All of these anecdotal stories about "LLM" failures need to go into more detail ...

spamizbad · on March 28, 2025

If any non-trivial ask of an LLM also requires the prompts/scaffolding to be listed, and independently verified, along with its output, their utility is severely diminished. They should be saving time not giving us extra homework.

Far better to just get these problems resolved.

mwigdahl · on March 28, 2025

That isn't what I'm saying. I'm saying you can't make a blanket statement that LLMs in general aren't fit for some particular task. There are certainly tasks where no LLM is competent, but for others, some LLMs might be suitable while others are not. At least some level of detail beyond "they used an LLM" is required to know whether a) there was user error involved, or b) an inappropriate tool was chosen.

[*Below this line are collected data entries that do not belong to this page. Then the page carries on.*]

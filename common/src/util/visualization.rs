use crate::db::core::{CellType, GridLayout};
use crate::geom::coord::GridCoord;
use image::{Rgb, RgbImage};
use imageproc::drawing::{draw_filled_rect_mut, draw_hollow_rect_mut, draw_line_segment_mut};
use imageproc::rect::Rect as ImageRect;
use std::path::Path;

fn heat_color(t: f64) -> Rgb<u8> {
    let t = t.clamp(0.0, 1.0);
    if t < 0.5 {
        let k = t / 0.5;
        Rgb([(40.0 + 215.0 * k) as u8, (60.0 + 160.0 * k) as u8, (160.0 * (1.0 - k)) as u8])
    } else {
        let k = (t - 0.5) / 0.5;
        Rgb([255, (220.0 * (1.0 - k)) as u8, 0])
    }
}

// Row y = 0 is drawn at the top.
pub fn draw_floor(
    layout: &GridLayout,
    heat: &[(GridCoord, f64)],
    route: Option<&[GridCoord]>,
    filename: &str,
    cell_px: u32,
) -> image::ImageResult<()> {
    let px = cell_px.max(2);
    let w = layout.width() * px;
    let h = layout.height() * px;
    let mut img = RgbImage::from_pixel(w, h, Rgb([20, 20, 20]));

    let color_shelf = Rgb([70, 55, 40]);
    let color_aisle = Rgb([225, 225, 225]);
    let color_depot = Rgb([40, 170, 80]);
    let color_bin = Rgb([90, 90, 200]);
    let color_route = Rgb([200, 30, 200]);

    let cell_rect = |c: GridCoord| ImageRect::at((c.x * px) as i32, (c.y * px) as i32).of_size(px, px);

    for c in layout.bounds().cells() {
        let color = match layout.cell_type(c) {
            Some(CellType::Shelf) => color_shelf,
            Some(CellType::Depot) => color_depot,
            _ => color_aisle,
        };
        draw_filled_rect_mut(&mut img, cell_rect(c), color);
    }

    let max_heat = heat.iter().map(|&(_, s)| s).fold(0.0_f64, f64::max);
    if max_heat > 0.0 {
        for &(c, score) in heat {
            if !layout.is_traversable(c) {
                continue;
            }
            draw_filled_rect_mut(&mut img, cell_rect(c), heat_color(score / max_heat));
        }
    }

    for bin in layout.bins() {
        draw_hollow_rect_mut(&mut img, cell_rect(bin.cell), color_bin);
    }

    if let Some(path) = route {
        let center = |c: GridCoord| {
            (
                (c.x * px) as f32 + px as f32 / 2.0,
                (c.y * px) as f32 + px as f32 / 2.0,
            )
        };
        for seg in path.windows(2) {
            draw_line_segment_mut(&mut img, center(seg[0]), center(seg[1]), color_route);
        }
    }

    img.save(Path::new(filename))
}
use serde::Deserialize;
use std::time::Duration;

#[derive(Debug, Default, Deserialize)]
pub struct Config {
    #[serde(default)]
    pub routing: RoutingConfig,
    #[serde(default)]
    pub heatmap: HeatmapConfig,
    #[serde(default)]
    pub advisor: AdvisorConfig,
    #[serde(default)]
    pub input: InputConfig,
}

#[derive(Debug, Deserialize, Clone)]
pub struct RoutingConfig {
    #[serde(default = "default_two_opt_max_passes")]
    pub two_opt_max_passes: usize,
    // Node count from which the distance matrix is built on the rayon pool.
    #[serde(default = "default_parallel_threshold")]
    pub parallel_threshold: usize,
}

impl Default for RoutingConfig {
    fn default() -> Self {
        Self {
            two_opt_max_passes: default_two_opt_max_passes(),
            parallel_threshold: default_parallel_threshold(),
        }
    }
}

#[derive(Debug, Deserialize, Clone)]
pub struct HeatmapConfig {
    #[serde(default = "default_half_life_secs")]
    pub half_life_secs: u64,
    #[serde(default = "default_eviction_epsilon")]
    pub eviction_epsilon: f64,
    #[serde(default = "default_sweep_interval_secs")]
    pub sweep_interval_secs: u64,
}

impl HeatmapConfig {
    pub fn half_life(&self) -> Duration {
        Duration::from_secs(self.half_life_secs.max(1))
    }

    pub fn sweep_interval(&self) -> Duration {
        Duration::from_secs(self.sweep_interval_secs.max(1))
    }
}

impl Default for HeatmapConfig {
    fn default() -> Self {
        Self {
            half_life_secs: default_half_life_secs(),
            eviction_epsilon: default_eviction_epsilon(),
            sweep_interval_secs: default_sweep_interval_secs(),
        }
    }
}

#[derive(Debug, Deserialize, Clone)]
pub struct AdvisorConfig {
    #[serde(default = "default_hot_fraction")]
    pub hot_fraction: f64,
    #[serde(default = "default_far_quantile")]
    pub far_quantile: f64,
    #[serde(default = "default_zone_quantile")]
    pub zone_quantile: f64,
}

impl Default for AdvisorConfig {
    fn default() -> Self {
        Self {
            hot_fraction: default_hot_fraction(),
            far_quantile: default_far_quantile(),
            zone_quantile: default_zone_quantile(),
        }
    }
}

#[derive(Debug, Deserialize)]
pub struct InputConfig {
    #[serde(default = "default_layout_file")]
    pub layout_file: String,
    #[serde(default = "default_events_file")]
    pub events_file: String,
    #[serde(default = "default_output_dir")]
    pub output_dir: String,
}

impl Default for InputConfig {
    fn default() -> Self {
        Self {
            layout_file: default_layout_file(),
            events_file: default_events_file(),
            output_dir: default_output_dir(),
        }
    }
}

fn default_two_opt_max_passes() -> usize {
    50
}

fn default_parallel_threshold() -> usize {
    16
}

fn default_half_life_secs() -> u64 {
    24 * 60 * 60
}

fn default_eviction_epsilon() -> f64 {
    1e-3
}

fn default_sweep_interval_secs() -> u64 {
    300
}

fn default_hot_fraction() -> f64 {
    0.10
}

fn default_far_quantile() -> f64 {
    0.50
}

fn default_zone_quantile() -> f64 {
    0.25
}

fn default_layout_file() -> String {
    "inputs/warehouse.layout".to_string()
}

fn default_events_file() -> String {
    "inputs/visits.events".to_string()
}

fn default_output_dir() -> String {
    "output".to_string()
}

butlike · on March 28, 2025

then they shouldn't market it as one-size fits all

mwigdahl · on March 28, 2025

Are they? Every foundation model release includes benchmarks with different levels of performance in different task domains. I don't think I've seen any model advertised by its creating org as either perfect or even equally competent across all domains.

The secondary market snake oil salesmen <cough>Manus</cough>? That's another matter entirely and a very high degree of skepticism for their claims is certainly warranted. But that's not different than many other huckster-saturated domains.

TexanFeller · on March 28, 2025

People like Zuckerberg go around claiming most of their code will be written by AI starting sometime this year. Other companies are hearing that and using it as a reason(or false cover) for layoffs. The reality is LLMs still have a way to go before replacing experienced devs and even when they start getting there there will be a period of time where we’re learning what we can and can’t trust them with and how to use them effectively and responsibly. Feels like at least a few years from now, but the marketing says it’s now.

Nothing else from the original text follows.